* _What the exercise asks_: Output, exactly and in full, the entries that appear below.

* _Exercise inputs_:
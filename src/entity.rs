//! Type-safe indices and indexed containers.
//!
//! Every handle in the crate (IR variables, expressions, statements,
//! CFG nodes and edges) is a `u32` index into an arena owned by
//! someone else. Handles are cheap to copy and never keep the arena
//! alive, so replacing what a handle refers to is always an explicit
//! write into the owning arena.

use std::fmt::Debug;
use std::hash::Hash;
use std::marker::PhantomData;
use std::ops::{Index, IndexMut};

pub trait EntityRef: Clone + Copy + PartialEq + Eq + PartialOrd + Ord + Hash {
    fn new(value: usize) -> Self;
    fn index(self) -> usize;
    fn invalid() -> Self;
    fn is_valid(self) -> bool {
        self != Self::invalid()
    }
    fn is_invalid(self) -> bool {
        self == Self::invalid()
    }
}

#[macro_export]
macro_rules! declare_entity {
    ($name:tt, $prefix:tt) => {
        #[derive(Clone, Copy, PartialEq, Eq, PartialOrd, Ord, Hash)]
        pub struct $name(u32);

        impl $crate::entity::EntityRef for $name {
            fn new(value: usize) -> Self {
                use std::convert::TryFrom;
                let value = u32::try_from(value).unwrap();
                debug_assert!(value != u32::MAX);
                Self(value)
            }
            fn index(self) -> usize {
                self.0 as usize
            }
            fn invalid() -> Self {
                Self(u32::MAX)
            }
        }

        impl std::convert::From<u32> for $name {
            fn from(val: u32) -> Self {
                <Self as $crate::entity::EntityRef>::new(val as usize)
            }
        }

        impl std::default::Default for $name {
            fn default() -> Self {
                <Self as $crate::entity::EntityRef>::invalid()
            }
        }

        impl std::fmt::Debug for $name {
            fn fmt(&self, f: &mut std::fmt::Formatter) -> std::fmt::Result {
                write!(f, "{}{}", $prefix, self.0)
            }
        }
        impl std::fmt::Display for $name {
            fn fmt(&self, f: &mut std::fmt::Formatter) -> std::fmt::Result {
                write!(f, "{}{}", $prefix, self.0)
            }
        }
    };
}

/// An append-only arena indexed by `Idx`.
#[derive(Clone, Debug)]
pub struct EntityVec<Idx: EntityRef, T: Clone + Debug>(Vec<T>, PhantomData<Idx>);

impl<Idx: EntityRef, T: Clone + Debug> std::default::Default for EntityVec<Idx, T> {
    fn default() -> Self {
        Self(vec![], PhantomData)
    }
}

impl<Idx: EntityRef, T: Clone + Debug> EntityVec<Idx, T> {
    pub fn push(&mut self, t: T) -> Idx {
        let idx = Idx::new(self.0.len());
        self.0.push(t);
        idx
    }

    pub fn len(&self) -> usize {
        self.0.len()
    }

    pub fn is_empty(&self) -> bool {
        self.0.is_empty()
    }

    /// The index the next `push` will return.
    pub fn next_index(&self) -> Idx {
        Idx::new(self.0.len())
    }

    pub fn values(&self) -> impl Iterator<Item = &T> {
        self.0.iter()
    }

    pub fn entries(&self) -> impl Iterator<Item = (Idx, &T)> {
        self.0
            .iter()
            .enumerate()
            .map(|(index, t)| (Idx::new(index), t))
    }

    pub fn contains(&self, idx: Idx) -> bool {
        idx.is_valid() && idx.index() < self.0.len()
    }
}

impl<Idx: EntityRef, T: Clone + Debug> Index<Idx> for EntityVec<Idx, T> {
    type Output = T;
    fn index(&self, idx: Idx) -> &T {
        &self.0[idx.index()]
    }
}

impl<Idx: EntityRef, T: Clone + Debug> IndexMut<Idx> for EntityVec<Idx, T> {
    fn index_mut(&mut self, idx: Idx) -> &mut T {
        &mut self.0[idx.index()]
    }
}

/// A side table keyed by entity, growing on demand. Reads of a
/// never-written slot yield `T::default()`.
#[derive(Clone, Debug, Default)]
pub struct PerEntity<Idx: EntityRef, T: Clone + Debug + Default>(Vec<T>, PhantomData<Idx>, T);

impl<Idx: EntityRef, T: Clone + Debug + Default> PerEntity<Idx, T> {
    /// Entities with a slot allocated, in index order.
    pub fn entries(&self) -> impl Iterator<Item = (Idx, &T)> {
        self.0
            .iter()
            .enumerate()
            .map(|(index, t)| (Idx::new(index), t))
    }
}

impl<Idx: EntityRef, T: Clone + Debug + Default> Index<Idx> for PerEntity<Idx, T> {
    type Output = T;
    fn index(&self, idx: Idx) -> &T {
        self.0.get(idx.index()).unwrap_or(&self.2)
    }
}

impl<Idx: EntityRef, T: Clone + Debug + Default> IndexMut<Idx> for PerEntity<Idx, T> {
    fn index_mut(&mut self, idx: Idx) -> &mut T {
        if idx.index() >= self.0.len() {
            self.0.resize(idx.index() + 1, T::default());
        }
        &mut self.0[idx.index()]
    }
}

* _Expected output_:
filename src/entity.rs
//! Type-safe indices and indexed containers.
//!
//! Every handle in the crate (IR variables, expressions, statements,
//! CFG nodes and edges) is a `u32` index into an arena owned by
//! someone else. Handles are cheap to copy and never keep the arena
//! alive, so replacing what a handle refers to is always an explicit
//! write into the owning arena.

use std::fmt::Debug;
use std::hash::Hash;
use std::marker::PhantomData;
use std::ops::{Index, IndexMut};

pub trait EntityRef: Clone + Copy + PartialEq + Eq + PartialOrd + Ord + Hash {
    fn new(value: usize) -> Self;
    fn index(self) -> usize;
    fn invalid() -> Self;
    fn is_valid(self) -> bool {
        self != Self::invalid()
    }
    fn is_invalid(self) -> bool {
        self == Self::invalid()
    }
}

#[macro_export]
macro_rules! declare_entity {
    ($name:tt, $prefix:tt) => {
        #[derive(Clone, Copy, PartialEq, Eq, PartialOrd, Ord, Hash)]
        pub struct $name(u32);

        impl $crate::entity::EntityRef for $name {
            fn new(value: usize) -> Self {
                use std::convert::TryFrom;
                let value = u32::try_from(value).unwrap();
                debug_assert!(value != u32::MAX);
                Self(value)
            }
            fn index(self) -> usize {
                self.0 as usize
            }
            fn invalid() -> Self {
                Self(u32::MAX)
            }
        }

        impl std::convert::From<u32> for $name {
            fn from(val: u32) -> Self {
                <Self as $crate::entity::EntityRef>::new(val as usize)
            }
        }

        impl std::default::Default for $name {
            fn default() -> Self {
                <Self as $crate::entity::EntityRef>::invalid()
            }
        }

        impl std::fmt::Debug for $name {
            fn fmt(&self, f: &mut std::fmt::Formatter) -> std::fmt::Result {
                write!(f, "{}{}", $prefix, self.0)
            }
        }
        impl std::fmt::Display for $name {
            fn fmt(&self, f: &mut std::fmt::Formatter) -> std::fmt::Result {
                write!(f, "{}{}", $prefix, self.0)
            }
        }
    };
}

/// An append-only arena indexed by `Idx`.
#[derive(Clone, Debug)]
pub struct EntityVec<Idx: EntityRef, T: Clone + Debug>(Vec<T>, PhantomData<Idx>);

impl<Idx: EntityRef, T: Clone + Debug> std::default::Default for EntityVec<Idx, T> {
    fn default() -> Self {
        Self(vec![], PhantomData)
    }
}

impl<Idx: EntityRef, T: Clone + Debug> EntityVec<Idx, T> {
    pub fn push(&mut self, t: T) -> Idx {
        let idx = Idx::new(self.0.len());
        self.0.push(t);
        idx
    }

    pub fn len(&self) -> usize {
        self.0.len()
    }

    pub fn is_empty(&self) -> bool {
        self.0.is_empty()
    }

    /// The index the next `push` will return.
    pub fn next_index(&self) -> Idx {
        Idx::new(self.0.len())
    }

    pub fn values(&self) -> impl Iterator<Item = &T> {
        self.0.iter()
    }

    pub fn entries(&self) -> impl Iterator<Item = (Idx, &T)> {
        self.0
            .iter()
            .enumerate()
            .map(|(index, t)| (Idx::new(index), t))
    }

    pub fn contains(&self, idx: Idx) -> bool {
        idx.is_valid() && idx.index() < self.0.len()
    }
}

impl<Idx: EntityRef, T: Clone + Debug> Index<Idx> for EntityVec<Idx, T> {
    type Output = T;
    fn index(&self, idx: Idx) -> &T {
        &self.0[idx.index()]
    }
}

impl<Idx: EntityRef, T: Clone + Debug> IndexMut<Idx> for EntityVec<Idx, T> {
    fn index_mut(&mut self, idx: Idx) -> &mut T {
        &mut self.0[idx.index()]
    }
}

/// A side table keyed by entity, growing on demand. Reads of a
/// never-written slot yield `T::default()`.
#[derive(Clone, Debug, Default)]
pub struct PerEntity<Idx: EntityRef, T: Clone + Debug + Default>(Vec<T>, PhantomData<Idx>, T);

impl<Idx: EntityRef, T: Clone + Debug + Default> PerEntity<Idx, T> {
    /// Entities with a slot allocated, in index order.
    pub fn entries(&self) -> impl Iterator<Item = (Idx, &T)> {
        self.0
            .iter()
            .enumerate()
            .map(|(index, t)| (Idx::new(index), t))
    }
}

impl<Idx: EntityRef, T: Clone + Debug + Default> Index<Idx> for PerEntity<Idx, T> {
    type Output = T;
    fn index(&self, idx: Idx) -> &T {
        self.0.get(idx.index()).unwrap_or(&self.2)
    }
}

impl<Idx: EntityRef, T: Clone + Debug + Default> IndexMut<Idx> for PerEntity<Idx, T> {
    fn index_mut(&mut self, idx: Idx) -> &mut T {
        if idx.index() >= self.0.len() {
            self.0.resize(idx.index() + 1, T::default());
        }
        &mut self.0[idx.index()]
    }
}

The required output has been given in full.